The practice paid off after Henegar joined Uppercut a year ago. His work on BMW’s "Spring Skiing," directed by Laurence Dunmore of bicoastal RSA USA, out of Fallon, was honored in the editorial category at the Association of Independent Commercial Producers (AICP) Show at the Museum of Modern Art (MoMA), New York. The spot was part of a campaign that aired on last January’s Super Bowl broadcast to introduce the auto manufacturer’s X5 Sport Activity Vehicle (SAV), a sort of mini SUV. It was a project that Henegar had no part in until a call for help came his way.
"That spot was originally edited by another house," Henegar recalls, "and it just wasn’t working. Fallon let me take the film and I cut it in a way the storyboards had never intended. Originally, the skier started at the top and simply went to the bottom. My edit was much more ethereal and dreamy. I changed the pacing to bring out emotions in a way that was never planned. It ended up being very successful for them, and for me too."
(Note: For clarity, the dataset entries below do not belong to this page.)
impl Population {
    /// Empty population; all randomness is drawn from `seed`.
    #[must_use]
    pub fn new(primitives: PrimitiveSet, seed: u64) -> Self {
        Self {
            primitives,
            trees: Vec::new(),
            scores: Vec::new(),
            rng: SmallRng::seed_from_u64(seed),
        }
    }

    /// Replace the population with `n_trees` fresh random trees built with
    /// the maximum depth. Scores are cleared.
    ///
    /// # Errors
    ///
    /// Fails if `n_trees` is 0 or a tree cannot be built.
    pub fn initialize(&mut self, n_trees: usize) -> ConfigResult<()> {
        if n_trees == 0 {
            return Err(ConfigError::EmptyPopulation);
        }
        let builder = TreeBuilder::new(&self.primitives);
        let max_depth = self.primitives.max_depth();
        self.trees = (0..n_trees)
            .map(|slot| builder.build_tree(&mut self.rng, max_depth, slot))
            .collect::<ConfigResult<Vec<_>>>()?;
        self.scores.clear();
        Ok(())
    }

    /// Primitive set the trees are built from.
    #[must_use]
    pub fn primitives(&self) -> &PrimitiveSet {
        &self.primitives
    }

    /// Trees in slot order.
    #[must_use]
    pub fn trees(&self) -> &[Tree] {
        &self.trees
    }

    /// Scores from the last evaluation, in slot order.
    #[must_use]
    pub fn scores(&self) -> &[f64] {
        &self.scores
    }

    /// Number of trees.
    #[must_use]
    pub fn len(&self) -> usize {
        self.trees.len()
    }

    /// True before initialization.
    #[must_use]
    pub fn is_empty(&self) -> bool {
        self.trees.is_empty()
    }

    /// Tree with the highest recorded score, first one on ties.
    ///
    /// `None` until the population has been scored.
    #[must_use]
    pub fn best(&self) -> Option<&Tree> {
        best_index(&self.scores).and_then(|i| self.trees.get(i))
    }

    /// Evaluate every tree on `inputs`.
    ///
    /// # Errors
    ///
    /// Reports the slot of the first tree that fails.
    pub fn evaluate(
        &self,
        inputs: ArrayView2<'_, f64>,
    ) -> Result<Vec<Array1<f64>>, EvolutionError> {
        self.trees
            .iter()
            .enumerate()
            .map(|(tree, t)| {
                t.evaluate(inputs)
                    .map_err(|source| EvolutionError::Evaluation { tree, source })
            })
            .collect()
    }

    /// Evaluate and score every tree, recording the scores.
    ///
    /// # Errors
    ///
    /// Fails on a target/input length mismatch or an evaluation error.
    pub fn score<S: ScoreFunction + ?Sized>(
        &mut self,
        scorer: &S,
        inputs: ArrayView2<'_, f64>,
        targets: Option<&Array1<f64>>,
    ) -> Result<&[f64], EvolutionError> {
        check_targets(inputs, targets)?;
        let outputs = self.evaluate(inputs)?;
        self.scores = outputs
            .iter()
            .map(|output| scorer.score(output, targets))
            .collect();
        Ok(&self.scores)
    }

    /// Check that `inputs` has a column for every variable the primitive set
    /// can reference and, if given, one target per row.
    ///
    /// # Errors
    ///
    /// Returns [`ConfigError::InputWidthMismatch`] or
    /// [`ConfigError::TargetLengthMismatch`].
    pub fn check_inputs(
        &self,
        inputs: ArrayView2<'_, f64>,
        targets: Option<&Array1<f64>>,
    ) -> ConfigResult<()> {
        let variables = self.primitives.n_variables();
        if inputs.ncols() < variables {
            return Err(ConfigError::InputWidthMismatch {
                variables,
                columns: inputs.ncols(),
            });
        }
        check_targets(inputs, targets)
    }

    /// Re-evaluate [`Population::best`] on `inputs` and score it afresh.
    ///
    /// Recorded scores predate the last crossover and mutation, so the
    /// returned score belongs to the tree as it is now. `None` before any
    /// scoring.
    ///
    /// # Errors
    ///
    /// Fails if the best tree cannot be evaluated on `inputs`.
    pub fn best_fit<S: ScoreFunction + ?Sized>(
        &self,
        scorer: &S,
        inputs: ArrayView2<'_, f64>,
        targets: Option<&Array1<f64>>,
    ) -> Result<Option<BestFit>, EvolutionError> {
        let Some(slot) = best_index(&self.scores) else {
            return Ok(None);
        };
        let tree = &self.trees[slot];
        let predictions = tree
            .evaluate(inputs)
            .map_err(|source| EvolutionError::Evaluation { tree: slot, source })?;
        Ok(Some(BestFit {
            slot,
            expression: tree.render(),
            score: scorer.score(&predictions, targets),
            predictions: predictions.to_vec(),
        }))
    }

    /// Draw `len()` slots weighted by absolute score.
    ///
    /// Under [`SelectionPolicy::Replace`] the drawn trees (cloned) become the
    /// new population and their scores move with them; under
    /// [`SelectionPolicy::Discard`] nothing changes. Returns the drawn slots.
    pub fn select(&mut self, policy: SelectionPolicy) -> Vec<usize> {
        let drawn = resample(&self.scores, self.trees.len(), &mut self.rng);
        if policy == SelectionPolicy::Replace && !drawn.is_empty() {
            let mut trees: Vec<Tree> = drawn.iter().map(|&i| self.trees[i].clone()).collect();
            for (slot, tree) in trees.iter_mut().enumerate() {
                tree.set_slot(slot);
            }
            self.scores = drawn.iter().map(|&i| self.scores[i]).collect();
            self.trees = trees;
        }
        drawn
    }

    /// Cross consecutive pairs. Returns how many pairs swapped subtrees.
    pub fn crossover(&mut self, p_crossover: f64, metric: SizeMetric) -> usize {
        crossover_population(&mut self.trees, p_crossover, metric, &mut self.rng)
    }

    /// Mutate trees independently. Returns how many were mutated.
    ///
    /// # Errors
    ///
    /// Propagates builder errors.
    pub fn mutate(&mut self, p_mutation: f64, metric: SizeMetric) -> ConfigResult<usize> {
        let builder = TreeBuilder::new(&self.primitives);
        let max_depth = self.primitives.max_depth();
        mutate_population(&mut self.trees, p_mutation, &builder, max_depth, metric, &mut self.rng)
    }

    /// Initialize `config.n_trees` trees and run `config.n_iterations`
    /// generations.
    ///
    /// Scores left behind belong to the trees as they were evaluated in the
    /// last generation, before that generation's crossover and mutation.
    ///
    /// # Errors
    ///
    /// Returns an error on invalid configuration or a failed evaluation.
    pub fn evolve<S: ScoreFunction + ?Sized>(
        &mut self,
        config: &EvolutionConfig,
        scorer: &S,
        inputs: ArrayView2<'_, f64>,
        targets: Option<&Array1<f64>>,
    ) -> Result<EvolutionStats, EvolutionError> {
        self.evolve_with(config, scorer, inputs, targets, |_| {})
    }

    /// Like [`Population::evolve`], calling `observer` after each generation.
    ///
    /// # Errors
    ///
    /// See [`Population::evolve`].
    pub fn evolve_with<S, F>(
        &mut self,
        config: &EvolutionConfig,
        scorer: &S,
        inputs: ArrayView2<'_, f64>,
        targets: Option<&Array1<f64>>,
        mut observer: F,
    ) -> Result<EvolutionStats, EvolutionError>
    where
        S: ScoreFunction + ?Sized,
        F: FnMut(&GenerationStats),
    {
        let start_time = Instant::now();
        config.validate()?;
        self.check_inputs(inputs, targets)?;
        self.initialize(config.n_trees)?;

        let mut generations = Vec::with_capacity(config.n_iterations);
        let mut best_fitness = f64::NEG_INFINITY;
        let mut best_generation = 0;

        for generation in 0..config.n_iterations {
            let stats = FitnessStats::from_fitness(self.score(scorer, inputs, targets)?);
            self.select(config.selection);
            self.crossover(config.p_crossover, config.size_metric);
            self.mutate(config.p_mutation, config.size_metric)?;

            let gen_stats = GenerationStats {
                generation,
                min_fitness: stats.min,
                max_fitness: stats.max,
                mean_fitness: stats.mean,
                std_fitness: stats.std,
            };
            if stats.max > best_fitness {
                best_fitness = stats.max;
                best_generation = generation;
            }
            if config.verbose {
                eprintln!("{}", progress_line(generation, &stats));
            }
            observer(&gen_stats);
            generations.push(gen_stats);
        }

        Ok(EvolutionStats {
            generations,
            best_fitness,
            best_generation,
            elapsed_seconds: start_time.elapsed().as_secs_f64(),
        })
    }
}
"Spring Skiing" and its companion spot, "Woods," show people in exterior action situations (skiing downhill during a spring thaw, jumping into a fast-flowing stream) before the BMW X5 is revealed. The spots equate feeling the wonder of nature with the feeling one gets from the SAV.
The commercials have no voiceover, only the natural sounds of the outdoors and the BMW X5. Henegar calls it "the whisper effect," and is proud that he proposed it. "It was a big year for dot-com spots [on the Super Bowl]. I felt that there was going to be a lot of noise, a lot of jokes and attention-getting sound," he explains. "So I suggested that we go with the least amount of sound we can get away with and vary it, so that when it’s sandwiched between two noisy commercials, it may quiet the room down and get everybody to listen. We went in that direction and it ended up in the sound design category too [at the AICP Show]." (The spot honored in the sound design category at the MoMA Show was "Spring Skiing," with design by Henegar and Carl White of Echo Boys, Minneapolis, the audio division of Minneapolis-based edit firm Crash & Sue’s.)